-------- Source material --------

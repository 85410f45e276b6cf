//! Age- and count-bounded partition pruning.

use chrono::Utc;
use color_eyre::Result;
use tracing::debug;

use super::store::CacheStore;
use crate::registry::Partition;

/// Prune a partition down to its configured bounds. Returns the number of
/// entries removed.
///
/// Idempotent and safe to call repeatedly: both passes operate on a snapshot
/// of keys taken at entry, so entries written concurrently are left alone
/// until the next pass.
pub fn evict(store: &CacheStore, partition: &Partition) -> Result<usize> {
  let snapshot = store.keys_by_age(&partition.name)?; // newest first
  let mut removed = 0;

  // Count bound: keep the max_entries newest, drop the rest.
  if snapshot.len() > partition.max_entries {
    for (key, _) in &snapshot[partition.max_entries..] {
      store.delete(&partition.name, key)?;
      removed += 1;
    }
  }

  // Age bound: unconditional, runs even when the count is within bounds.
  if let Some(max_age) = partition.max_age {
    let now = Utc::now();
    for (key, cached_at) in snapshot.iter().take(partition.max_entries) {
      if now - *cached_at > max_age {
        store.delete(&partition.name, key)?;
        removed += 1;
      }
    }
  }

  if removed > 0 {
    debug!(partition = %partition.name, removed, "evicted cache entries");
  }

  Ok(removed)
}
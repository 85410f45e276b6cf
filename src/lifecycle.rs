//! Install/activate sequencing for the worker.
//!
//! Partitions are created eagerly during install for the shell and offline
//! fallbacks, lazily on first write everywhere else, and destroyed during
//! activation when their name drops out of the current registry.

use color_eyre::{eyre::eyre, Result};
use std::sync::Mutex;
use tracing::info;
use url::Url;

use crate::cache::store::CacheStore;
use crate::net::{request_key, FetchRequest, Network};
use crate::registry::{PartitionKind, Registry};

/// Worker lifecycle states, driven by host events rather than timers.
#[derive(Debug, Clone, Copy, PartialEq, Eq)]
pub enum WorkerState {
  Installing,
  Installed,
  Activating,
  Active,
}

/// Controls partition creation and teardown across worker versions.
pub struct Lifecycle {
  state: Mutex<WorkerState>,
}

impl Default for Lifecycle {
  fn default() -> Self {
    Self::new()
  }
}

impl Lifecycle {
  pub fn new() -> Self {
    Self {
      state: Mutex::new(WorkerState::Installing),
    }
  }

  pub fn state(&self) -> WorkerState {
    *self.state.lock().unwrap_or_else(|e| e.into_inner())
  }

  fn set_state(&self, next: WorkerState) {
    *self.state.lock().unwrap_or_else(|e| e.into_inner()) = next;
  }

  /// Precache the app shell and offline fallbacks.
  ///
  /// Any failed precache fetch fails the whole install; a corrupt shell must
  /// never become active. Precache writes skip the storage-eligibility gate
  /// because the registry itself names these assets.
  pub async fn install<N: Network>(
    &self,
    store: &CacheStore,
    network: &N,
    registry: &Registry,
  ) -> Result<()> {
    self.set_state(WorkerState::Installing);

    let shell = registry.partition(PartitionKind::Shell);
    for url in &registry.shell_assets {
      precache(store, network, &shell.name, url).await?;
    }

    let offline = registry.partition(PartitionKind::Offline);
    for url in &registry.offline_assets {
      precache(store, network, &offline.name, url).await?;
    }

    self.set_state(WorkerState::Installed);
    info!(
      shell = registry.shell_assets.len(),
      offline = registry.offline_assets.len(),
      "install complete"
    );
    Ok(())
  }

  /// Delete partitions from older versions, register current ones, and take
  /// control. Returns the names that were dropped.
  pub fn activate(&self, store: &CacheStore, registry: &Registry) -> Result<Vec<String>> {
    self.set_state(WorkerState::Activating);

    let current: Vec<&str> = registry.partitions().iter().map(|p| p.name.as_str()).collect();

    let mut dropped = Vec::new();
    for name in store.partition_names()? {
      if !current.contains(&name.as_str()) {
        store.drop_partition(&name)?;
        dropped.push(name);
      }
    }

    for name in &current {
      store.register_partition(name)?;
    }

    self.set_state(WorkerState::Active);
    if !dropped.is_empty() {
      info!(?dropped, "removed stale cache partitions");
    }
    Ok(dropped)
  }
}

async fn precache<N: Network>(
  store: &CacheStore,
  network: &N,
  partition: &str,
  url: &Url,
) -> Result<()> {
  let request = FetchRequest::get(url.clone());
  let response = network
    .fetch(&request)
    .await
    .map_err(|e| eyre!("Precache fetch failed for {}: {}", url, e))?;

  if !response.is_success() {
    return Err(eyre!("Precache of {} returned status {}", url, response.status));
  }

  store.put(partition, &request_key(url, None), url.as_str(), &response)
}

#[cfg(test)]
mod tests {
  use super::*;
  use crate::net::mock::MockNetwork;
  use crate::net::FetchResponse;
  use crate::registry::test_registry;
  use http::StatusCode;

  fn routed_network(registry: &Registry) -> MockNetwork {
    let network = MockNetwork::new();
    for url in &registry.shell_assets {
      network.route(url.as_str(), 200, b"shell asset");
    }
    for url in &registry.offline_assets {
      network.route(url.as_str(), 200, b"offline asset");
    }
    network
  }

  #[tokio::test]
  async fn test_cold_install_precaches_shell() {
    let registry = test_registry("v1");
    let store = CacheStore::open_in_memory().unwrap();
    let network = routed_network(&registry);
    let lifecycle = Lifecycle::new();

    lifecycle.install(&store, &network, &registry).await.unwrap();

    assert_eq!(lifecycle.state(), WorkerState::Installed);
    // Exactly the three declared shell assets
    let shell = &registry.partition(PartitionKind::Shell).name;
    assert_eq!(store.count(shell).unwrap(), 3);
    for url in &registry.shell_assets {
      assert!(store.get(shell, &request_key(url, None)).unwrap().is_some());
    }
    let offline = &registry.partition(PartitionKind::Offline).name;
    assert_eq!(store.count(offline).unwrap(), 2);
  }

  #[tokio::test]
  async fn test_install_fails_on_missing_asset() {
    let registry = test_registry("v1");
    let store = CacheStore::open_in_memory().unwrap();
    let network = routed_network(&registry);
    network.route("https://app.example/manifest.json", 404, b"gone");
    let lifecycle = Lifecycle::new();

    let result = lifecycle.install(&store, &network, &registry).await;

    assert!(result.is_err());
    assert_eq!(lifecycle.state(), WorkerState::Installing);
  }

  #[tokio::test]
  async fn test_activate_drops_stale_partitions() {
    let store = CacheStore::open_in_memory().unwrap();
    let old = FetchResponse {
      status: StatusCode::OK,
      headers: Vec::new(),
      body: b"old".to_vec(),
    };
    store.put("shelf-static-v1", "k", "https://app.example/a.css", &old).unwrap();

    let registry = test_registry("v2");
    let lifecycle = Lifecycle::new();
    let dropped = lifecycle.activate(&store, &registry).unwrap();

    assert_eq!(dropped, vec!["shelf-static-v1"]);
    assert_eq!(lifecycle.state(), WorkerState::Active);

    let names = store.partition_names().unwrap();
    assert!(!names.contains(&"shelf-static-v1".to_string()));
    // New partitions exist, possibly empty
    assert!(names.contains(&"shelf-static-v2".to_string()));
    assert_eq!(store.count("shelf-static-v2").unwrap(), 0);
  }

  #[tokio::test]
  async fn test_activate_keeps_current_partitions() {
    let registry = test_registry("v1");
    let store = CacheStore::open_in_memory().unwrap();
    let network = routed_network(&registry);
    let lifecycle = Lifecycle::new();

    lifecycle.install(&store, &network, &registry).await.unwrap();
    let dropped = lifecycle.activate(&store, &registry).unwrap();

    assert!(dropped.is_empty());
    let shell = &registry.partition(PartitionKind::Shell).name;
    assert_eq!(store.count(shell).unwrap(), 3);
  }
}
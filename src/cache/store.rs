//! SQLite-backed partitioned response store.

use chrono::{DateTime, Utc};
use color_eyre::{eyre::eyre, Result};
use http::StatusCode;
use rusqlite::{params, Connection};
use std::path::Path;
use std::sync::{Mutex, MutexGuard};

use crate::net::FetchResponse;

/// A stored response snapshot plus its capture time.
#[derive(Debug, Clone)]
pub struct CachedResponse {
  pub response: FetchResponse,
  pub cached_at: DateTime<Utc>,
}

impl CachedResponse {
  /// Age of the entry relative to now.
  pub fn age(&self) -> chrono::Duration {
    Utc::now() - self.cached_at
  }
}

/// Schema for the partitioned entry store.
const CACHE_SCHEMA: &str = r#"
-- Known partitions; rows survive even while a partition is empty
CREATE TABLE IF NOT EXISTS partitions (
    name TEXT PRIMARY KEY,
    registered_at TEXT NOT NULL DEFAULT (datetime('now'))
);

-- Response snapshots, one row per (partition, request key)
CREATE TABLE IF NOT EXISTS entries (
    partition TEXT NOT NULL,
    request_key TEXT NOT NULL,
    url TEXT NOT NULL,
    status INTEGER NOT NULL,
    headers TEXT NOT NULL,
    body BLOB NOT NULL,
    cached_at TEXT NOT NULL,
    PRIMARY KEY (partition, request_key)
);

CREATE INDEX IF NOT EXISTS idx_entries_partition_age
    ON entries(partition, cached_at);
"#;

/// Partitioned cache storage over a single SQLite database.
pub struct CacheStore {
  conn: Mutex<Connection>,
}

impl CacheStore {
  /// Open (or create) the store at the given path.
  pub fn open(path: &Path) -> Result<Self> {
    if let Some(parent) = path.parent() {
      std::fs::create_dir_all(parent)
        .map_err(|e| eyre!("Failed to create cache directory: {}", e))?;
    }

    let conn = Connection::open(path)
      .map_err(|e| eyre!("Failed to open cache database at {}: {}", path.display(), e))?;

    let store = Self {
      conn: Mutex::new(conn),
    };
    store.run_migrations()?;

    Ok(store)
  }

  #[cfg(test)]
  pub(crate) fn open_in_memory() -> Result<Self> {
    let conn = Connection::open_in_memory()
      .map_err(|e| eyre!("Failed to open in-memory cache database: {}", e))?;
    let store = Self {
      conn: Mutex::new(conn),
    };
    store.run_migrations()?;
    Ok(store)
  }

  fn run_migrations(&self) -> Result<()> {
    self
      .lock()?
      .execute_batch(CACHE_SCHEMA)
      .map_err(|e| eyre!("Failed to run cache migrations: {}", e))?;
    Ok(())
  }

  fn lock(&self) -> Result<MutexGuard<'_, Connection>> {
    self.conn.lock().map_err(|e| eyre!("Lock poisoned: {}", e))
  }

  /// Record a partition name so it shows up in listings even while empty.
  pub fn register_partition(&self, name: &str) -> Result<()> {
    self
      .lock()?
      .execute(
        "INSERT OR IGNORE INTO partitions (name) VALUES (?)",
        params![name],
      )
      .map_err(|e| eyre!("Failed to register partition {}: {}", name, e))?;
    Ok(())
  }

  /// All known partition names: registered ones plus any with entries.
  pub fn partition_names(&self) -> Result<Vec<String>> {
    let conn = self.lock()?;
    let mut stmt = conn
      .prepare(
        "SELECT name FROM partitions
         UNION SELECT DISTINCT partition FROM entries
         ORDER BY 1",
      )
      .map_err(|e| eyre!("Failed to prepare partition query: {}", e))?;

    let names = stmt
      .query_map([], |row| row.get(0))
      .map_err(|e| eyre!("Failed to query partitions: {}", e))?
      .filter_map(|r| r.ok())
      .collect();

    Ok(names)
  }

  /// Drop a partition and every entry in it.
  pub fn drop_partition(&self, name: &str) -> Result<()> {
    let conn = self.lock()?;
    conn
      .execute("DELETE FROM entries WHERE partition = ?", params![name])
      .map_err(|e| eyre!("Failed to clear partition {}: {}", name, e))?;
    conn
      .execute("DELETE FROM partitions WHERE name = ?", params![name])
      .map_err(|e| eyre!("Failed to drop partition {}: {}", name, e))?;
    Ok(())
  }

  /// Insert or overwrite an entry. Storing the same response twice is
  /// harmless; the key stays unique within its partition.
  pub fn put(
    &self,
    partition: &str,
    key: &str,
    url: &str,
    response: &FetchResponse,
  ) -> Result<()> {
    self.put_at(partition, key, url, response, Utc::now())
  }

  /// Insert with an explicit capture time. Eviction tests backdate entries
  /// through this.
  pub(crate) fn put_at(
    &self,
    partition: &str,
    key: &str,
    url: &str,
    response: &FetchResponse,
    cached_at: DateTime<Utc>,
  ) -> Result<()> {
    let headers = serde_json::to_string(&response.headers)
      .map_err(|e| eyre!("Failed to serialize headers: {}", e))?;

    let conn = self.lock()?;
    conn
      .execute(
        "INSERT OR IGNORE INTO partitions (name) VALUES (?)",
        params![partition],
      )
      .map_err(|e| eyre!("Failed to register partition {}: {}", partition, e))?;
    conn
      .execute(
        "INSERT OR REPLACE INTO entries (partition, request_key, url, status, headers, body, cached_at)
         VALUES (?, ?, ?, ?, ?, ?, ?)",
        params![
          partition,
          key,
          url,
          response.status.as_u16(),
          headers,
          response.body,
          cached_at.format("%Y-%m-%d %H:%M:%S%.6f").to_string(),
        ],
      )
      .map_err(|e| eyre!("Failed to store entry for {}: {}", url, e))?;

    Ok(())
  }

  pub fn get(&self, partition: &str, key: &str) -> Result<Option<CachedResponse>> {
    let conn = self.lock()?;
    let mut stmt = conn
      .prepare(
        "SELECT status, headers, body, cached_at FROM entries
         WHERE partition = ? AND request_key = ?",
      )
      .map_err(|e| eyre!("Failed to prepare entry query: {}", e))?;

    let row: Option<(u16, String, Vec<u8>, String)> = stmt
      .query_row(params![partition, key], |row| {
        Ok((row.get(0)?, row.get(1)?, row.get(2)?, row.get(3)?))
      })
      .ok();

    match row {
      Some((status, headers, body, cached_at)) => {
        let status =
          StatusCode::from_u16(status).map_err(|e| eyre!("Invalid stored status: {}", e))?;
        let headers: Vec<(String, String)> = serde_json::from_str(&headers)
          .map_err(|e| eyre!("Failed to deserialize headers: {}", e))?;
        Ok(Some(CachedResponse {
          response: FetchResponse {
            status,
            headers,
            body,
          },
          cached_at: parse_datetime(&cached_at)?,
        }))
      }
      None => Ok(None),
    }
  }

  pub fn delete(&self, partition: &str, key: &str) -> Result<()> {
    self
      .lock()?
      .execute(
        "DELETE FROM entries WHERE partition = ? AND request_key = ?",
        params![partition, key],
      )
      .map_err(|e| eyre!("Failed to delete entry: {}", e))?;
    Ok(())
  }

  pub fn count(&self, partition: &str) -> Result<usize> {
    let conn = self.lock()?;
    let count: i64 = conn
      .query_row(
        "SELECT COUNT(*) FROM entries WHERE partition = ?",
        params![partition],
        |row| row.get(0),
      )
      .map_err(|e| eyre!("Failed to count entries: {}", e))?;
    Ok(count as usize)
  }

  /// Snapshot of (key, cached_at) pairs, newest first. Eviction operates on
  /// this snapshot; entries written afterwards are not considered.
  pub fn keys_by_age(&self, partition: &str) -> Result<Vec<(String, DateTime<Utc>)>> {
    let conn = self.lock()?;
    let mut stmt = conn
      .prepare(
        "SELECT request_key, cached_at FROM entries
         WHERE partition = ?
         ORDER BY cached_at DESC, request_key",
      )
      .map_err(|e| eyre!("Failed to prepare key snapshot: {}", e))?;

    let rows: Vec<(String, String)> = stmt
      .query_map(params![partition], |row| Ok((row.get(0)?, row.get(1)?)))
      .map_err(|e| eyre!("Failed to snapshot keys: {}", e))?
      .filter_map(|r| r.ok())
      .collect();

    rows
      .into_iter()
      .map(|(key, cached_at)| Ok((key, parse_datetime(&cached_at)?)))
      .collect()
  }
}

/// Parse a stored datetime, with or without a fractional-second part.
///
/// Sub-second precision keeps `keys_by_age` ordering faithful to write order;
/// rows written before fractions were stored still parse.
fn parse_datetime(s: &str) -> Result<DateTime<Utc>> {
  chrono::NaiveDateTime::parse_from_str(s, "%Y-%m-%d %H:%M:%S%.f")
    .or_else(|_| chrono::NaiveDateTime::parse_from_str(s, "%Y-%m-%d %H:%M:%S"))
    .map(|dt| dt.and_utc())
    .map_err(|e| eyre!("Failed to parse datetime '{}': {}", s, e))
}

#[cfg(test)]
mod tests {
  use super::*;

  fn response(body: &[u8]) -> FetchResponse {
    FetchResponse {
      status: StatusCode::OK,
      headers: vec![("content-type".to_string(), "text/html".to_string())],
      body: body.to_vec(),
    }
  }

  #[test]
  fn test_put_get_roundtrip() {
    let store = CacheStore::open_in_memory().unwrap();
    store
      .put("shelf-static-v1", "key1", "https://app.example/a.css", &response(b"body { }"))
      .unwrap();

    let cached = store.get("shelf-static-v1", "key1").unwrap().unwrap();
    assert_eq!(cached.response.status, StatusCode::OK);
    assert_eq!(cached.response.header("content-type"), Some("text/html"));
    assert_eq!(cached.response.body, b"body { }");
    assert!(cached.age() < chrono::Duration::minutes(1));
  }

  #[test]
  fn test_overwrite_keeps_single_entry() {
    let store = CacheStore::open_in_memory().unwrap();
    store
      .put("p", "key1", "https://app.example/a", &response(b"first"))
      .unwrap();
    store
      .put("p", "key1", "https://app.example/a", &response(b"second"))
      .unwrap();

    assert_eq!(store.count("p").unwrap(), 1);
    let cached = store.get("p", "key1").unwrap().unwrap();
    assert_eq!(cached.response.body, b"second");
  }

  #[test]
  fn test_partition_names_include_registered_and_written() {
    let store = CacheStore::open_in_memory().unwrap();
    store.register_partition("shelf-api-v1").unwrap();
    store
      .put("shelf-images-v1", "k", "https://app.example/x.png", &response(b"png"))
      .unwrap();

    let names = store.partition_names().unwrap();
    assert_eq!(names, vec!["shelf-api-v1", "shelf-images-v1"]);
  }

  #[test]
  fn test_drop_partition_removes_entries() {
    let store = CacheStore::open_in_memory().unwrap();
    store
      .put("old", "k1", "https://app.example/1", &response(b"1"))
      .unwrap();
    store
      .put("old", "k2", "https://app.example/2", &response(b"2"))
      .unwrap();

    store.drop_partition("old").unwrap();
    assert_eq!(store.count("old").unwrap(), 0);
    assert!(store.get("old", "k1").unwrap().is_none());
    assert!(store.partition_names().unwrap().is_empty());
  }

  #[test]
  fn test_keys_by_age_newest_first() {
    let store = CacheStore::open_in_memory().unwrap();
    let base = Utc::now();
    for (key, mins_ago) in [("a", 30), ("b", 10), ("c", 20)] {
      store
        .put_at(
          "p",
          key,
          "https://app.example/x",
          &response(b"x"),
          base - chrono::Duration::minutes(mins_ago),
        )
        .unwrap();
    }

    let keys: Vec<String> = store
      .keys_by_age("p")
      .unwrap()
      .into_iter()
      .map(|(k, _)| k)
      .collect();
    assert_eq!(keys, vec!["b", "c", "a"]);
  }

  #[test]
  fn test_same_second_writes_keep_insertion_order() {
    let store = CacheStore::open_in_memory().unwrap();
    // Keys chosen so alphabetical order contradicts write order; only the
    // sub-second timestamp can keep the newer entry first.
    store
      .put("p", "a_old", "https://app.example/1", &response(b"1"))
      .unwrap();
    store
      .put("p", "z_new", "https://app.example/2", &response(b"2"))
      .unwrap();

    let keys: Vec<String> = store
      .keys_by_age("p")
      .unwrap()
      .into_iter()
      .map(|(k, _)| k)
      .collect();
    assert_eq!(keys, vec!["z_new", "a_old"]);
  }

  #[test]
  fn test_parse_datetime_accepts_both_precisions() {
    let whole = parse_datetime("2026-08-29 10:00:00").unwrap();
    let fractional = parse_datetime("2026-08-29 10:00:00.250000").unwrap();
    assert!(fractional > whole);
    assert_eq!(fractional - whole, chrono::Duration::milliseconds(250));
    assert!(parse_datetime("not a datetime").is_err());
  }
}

--------

> [Problem to work on]:
Take every line from the records above that has the word "StatusCode" and copy it.

> [Response below]:
  use http::StatusCode;
      status: StatusCode::OK,
use http::StatusCode;
          StatusCode::from_u16(status).map_err(|e| eyre!("Invalid stored status: {}", e))?;
      status: StatusCode::OK,
    assert_eq!(cached.response.status, StatusCode::OK);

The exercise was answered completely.